El orden cronológico de La espera forma parte de una vida intensa responde a la necesidad de disposición de la obra de una artista que no acostumbraba a titular sus trabajos. La comisaria, Roobina Karode, insinúa, en el texto que incluye el futuro catálogo, que quizás por los procesos de la enfermedad, quizás por su tendencia natural a beber de lo más inmediato y dejarse embaucar por los cambios en el entorno, su obra se puede leer en momentos que comprenden una década entre sí. Sea como fuere, lo cierto es que más allá del recorrido temporal hay un viaje entre signos que se constituyen, arquitecturas imaginarias y procesos de introspección que manifiestan algo que tiende a olvidarse con facilidad, probable consecuencia de una actualidad ávida de resoluciones. Los métodos artísticos no ambicionan productos acabados, no es de rápido consumo, muy al contrario, son actos procesuales expansivos; dudas a través de dudas en un juego de irresoluciones y de añadiduras. Nada es seguro, ni siquiera el soporte. Nasreen Mohamedi tenía una Nikon F2 que usó constantemente durante sus viajes y sus derivas a la orilla del océano, sus horas de entrega al horizonte de agua. Sus tomas son dibujos, momentos que continúan el hilo de toda una vida; caminos de barro, cambios en el terreno, cables o carreteras, una simple sombra como todo un mar cayendo sobre la arena.
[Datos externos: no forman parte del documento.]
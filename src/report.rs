// File: src/report.rs
use crate::core::entry::EntryRecord;
use crate::core::log::{Action, LogRecord};
use crate::core::stats::AggregateStats;
use crate::core::store::{RankOrder, TranslationStore};
use chrono::Utc;
use std::fmt;

const RULE: usize = 60;

/// Plain-text dump of the dictionary, one section per populated pair,
/// each sorted by descending average score.
pub fn render_dictionary(store: &TranslationStore, stats: &AggregateStats) -> String {
    DictionaryReport { store, stats }.to_string()
}

struct DictionaryReport<'a> {
    store: &'a TranslationStore,
    stats: &'a AggregateStats,
}

impl fmt::Display for DictionaryReport<'_> {
    fn fmt(&self, f: &mut fmt::Formatter<'_>) -> fmt::Result {
        writeln!(f, "{}", "=".repeat(RULE))?;
        writeln!(f, "TRANSLATION DICTIONARY - LEARNING TRANSLATOR")?;
        writeln!(f, "{}", "=".repeat(RULE))?;
        writeln!(f)?;
        writeln!(f, "Exported at: {}", Utc::now().format("%Y-%m-%d %H:%M:%S"))?;
        writeln!(f, "Total translations: {}", self.stats.total_entries)?;
        writeln!(f, "Global average score: {:.2}/10", self.stats.global_average)?;

        for (pair, table) in self.store.tables() {
            if table.is_empty() {
                continue;
            }
            writeln!(f)?;
            writeln!(
                f,
                "{} → {}:",
                pair.source.as_str().to_uppercase(),
                pair.target.as_str().to_uppercase()
            )?;
            writeln!(f, "{}", "-".repeat(40))?;
            for (phrase, record) in table.ranked(RankOrder::Best, table.len()) {
                writeln!(f, "  {}", render_entry(phrase, record))?;
            }
        }
        Ok(())
    }
}

/// One ranked line: phrase, translation, average and evaluation count.
pub fn render_entry(phrase: &str, record: &EntryRecord) -> String {
    format!(
        "{:20} → {:20} [{:.1}/10, {} eval.]",
        phrase,
        record.translated_text(),
        record.average_score(),
        record.evaluation_count()
    )
}

pub fn render_stats(stats: &AggregateStats) -> String {
    StatsReport(stats).to_string()
}

struct StatsReport<'a>(&'a AggregateStats);

impl fmt::Display for StatsReport<'_> {
    fn fmt(&self, f: &mut fmt::Formatter<'_>) -> fmt::Result {
        let stats = self.0;
        writeln!(f, "Total translations:   {}", stats.total_entries)?;
        writeln!(f, "Total evaluations:    {}", stats.total_evaluations)?;
        writeln!(f, "Global average score: {:.2}/10", stats.global_average)?;
        writeln!(f, "Populated pairs:      {}", stats.populated_pairs)?;
        writeln!(f, "Logged actions:       {}", stats.history_len)?;
        writeln!(f)?;
        for (language, lang) in &stats.languages {
            write!(
                f,
                "{:12} source: {:4}  target: {:4}",
                language.as_str(),
                lang.as_source,
                lang.as_target
            )?;
            if let (Some(best), Some(worst)) = (lang.best_score, lang.worst_score) {
                write!(f, "  best: {best:.1}  worst: {worst:.1}")?;
            }
            writeln!(f)?;
        }
        Ok(())
    }
}

/// Numbered listing of log records, in the order given.
pub fn render_history<'a>(records: impl IntoIterator<Item = &'a LogRecord>) -> String {
    records
        .into_iter()
        .enumerate()
        .map(|(i, record)| HistoryLine { number: i + 1, record }.to_string())
        .collect()
}

struct HistoryLine<'a> {
    number: usize,
    record: &'a LogRecord,
}

impl fmt::Display for HistoryLine<'_> {
    fn fmt(&self, f: &mut fmt::Formatter<'_>) -> fmt::Result {
        let record = self.record;
        writeln!(
            f,
            "{:2}. [{}] {} ({})",
            self.number,
            record.timestamp.format("%Y-%m-%d %H:%M:%S"),
            record.action.name(),
            record.pair
        )?;
        match &record.action {
            Action::Insert { translation, score } => {
                writeln!(f, "    \"{}\" → \"{}\" (seed {score})", record.source_phrase, translation)
            }
            Action::Lookup {
                translation,
                average_score,
            } => {
                writeln!(f, "    \"{}\" → \"{}\"", record.source_phrase, translation)?;
                writeln!(f, "    score: {average_score:.1}/10")
            }
            Action::Evaluate {
                score,
                previous_average,
                new_average,
            } => {
                writeln!(f, "    \"{}\" rated {score}/10", record.source_phrase)?;
                writeln!(f, "    average: {previous_average:.1} → {new_average:.1}")
            }
        }
    }
}

#[cfg(test)]
mod tests {
    use super::*;
    use crate::core::stats::aggregate;
    use crate::core::types::{Language, LanguagePair};

    #[test]
    fn dictionary_sections_are_sorted_by_score() {
        let mut store = TranslationStore::new();
        let pair = LanguagePair::new(Language::English, Language::French);
        store.put(pair, "water", EntryRecord::new("eau", 3.0));
        store.put(pair, "hello", EntryRecord::new("bonjour", 9.0));

        let text = render_dictionary(&store, &aggregate(&store, 0));
        assert!(text.contains("ENGLISH → FRENCH:"));
        assert!(!text.contains("SPANISH →"));
        let hello = text.find("bonjour").unwrap();
        let water = text.find("eau").unwrap();
        assert!(hello < water);
    }

    #[test]
    fn history_lines_are_numbered_in_order() {
        let pair = LanguagePair::new(Language::Spanish, Language::French);
        let records = [
            LogRecord::now(pair, "hola", Action::Insert { translation: "salut".into(), score: 5.0 }),
            LogRecord::now(
                pair,
                "hola",
                Action::Evaluate { score: 9.0, previous_average: 5.0, new_average: 7.0 },
            ),
        ];
        let text = render_history(&records);
        assert!(text.contains(" 1. ["));
        assert!(text.contains(" 2. ["));
        assert!(text.contains("\"hola\" → \"salut\" (seed 5)"));
        assert!(text.contains("average: 5.0 → 7.0"));
        assert!(text.find("insert").unwrap() < text.find("evaluate").unwrap());
    }
}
Poco importa el sujeto si se puede alcanzar el objeto de estudio. Mohamedi no expuso sus fotografías en vida y es un acierto que ahora se puedan contemplar junto a sus cuadernos de notas y algunos bocetos recuperados, porque el conjunto constituye un contacto íntimo con la personalidad artística de Mohamedi y porque el espectador tiende a percibir el quehacer teórico y práctico de una artista fundamental para entender los vaivenes del arte a espaldas de lo establecido, de la constancia creativa que requiere una carrera conferida al arte, de la asimilación de un cuerpo quebradizo en un entorno hermético y discrepante y como de todas esas ruinas se rescata una importante contribución a la historia del desarrollo de las ideas.